Oct. 16th, 2005

Eric's company got a deal for tickets to a small amusement park I've wanted to visit ever since it first opened a few years ago. Until today, I never found the time and the ticket prices just kept going up. It didn't help that they built it in Gilroy, which gets about 10 to 20 degrees hotter in the summer than it does where we live in San Jose.

The reason I wanted to go so much was to see the Circus Trees. I'd heard about them when I was a kid. They were on TV on You Asked For It. Axel Erlendsen, A man who emigrated from Sweden as a child had created these very special trees in fanciful shapes with methods he wouldn't reveal. In the early 1960's when I was begging to go there, he had 70 Circus Trees in his park.

At the time, they were in Scott's Valley, a lovely green valley right on the way to the beach for us, in a small amusement park called The Lost World. We could see the meadow of the park next to the freeway. There were two life-sized dinosaur statues in that meadow. Other kids said it was a really cool place. My parents never would take us. Santa's Village was at the same exit of the freeway. They'd taken my sister there before I was born and refused to take me there. They said it was a tourist trap and not worth the time. I could take my own kids when I grew up, they told me every time I asked.

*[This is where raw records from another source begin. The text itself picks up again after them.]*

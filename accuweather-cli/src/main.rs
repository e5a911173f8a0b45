//! Binary crate for the `accuweather` command-line tool.
//!
//! This crate focuses on:
//! - Parsing CLI arguments
//! - Interactive configuration
//! - Human-friendly output formatting

use clap::Parser;
use tracing_subscriber::EnvFilter;

mod cli;
mod render;

#[tokio::main]
async fn main() -> anyhow::Result<()> {
    let cmd = cli::Cli::parse();

    let default_level = if cmd.verbose { "debug" } else { "warn" };
    let filter =
        EnvFilter::try_from_default_env().unwrap_or_else(|_| EnvFilter::new(default_level));
    tracing_subscriber::fmt()
        .with_env_filter(filter)
        .with_writer(std::io::stderr)
        .init();

    cmd.run().await
}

I decided I wouldn't wait that long but both places closed before I was old enough to go on my own. Mr. Erlendsen was elderly and it became too much for him. He sold the land to a developer and died less than a year later. The land was fenced off and ignored. Many of the trees died. One fan was so upset that he would sneak onto the land and water the trees to try and keep them alive. Eventually, he was able to buy the land and saved the trees he could. Mr. Bonfante also loved the trees and when he decided to turn his family land into a garden park, he bought the remaining 40 Circus Trees and moved them to Gilroy. 25 of them survived the move. 19 of them are in the park, 18 where I could get a picture of them. The 19th nearly died and only this year is beginning to thrive. It has a fence around it. The only way we saw it was from the train that was moving too fast to get a picture.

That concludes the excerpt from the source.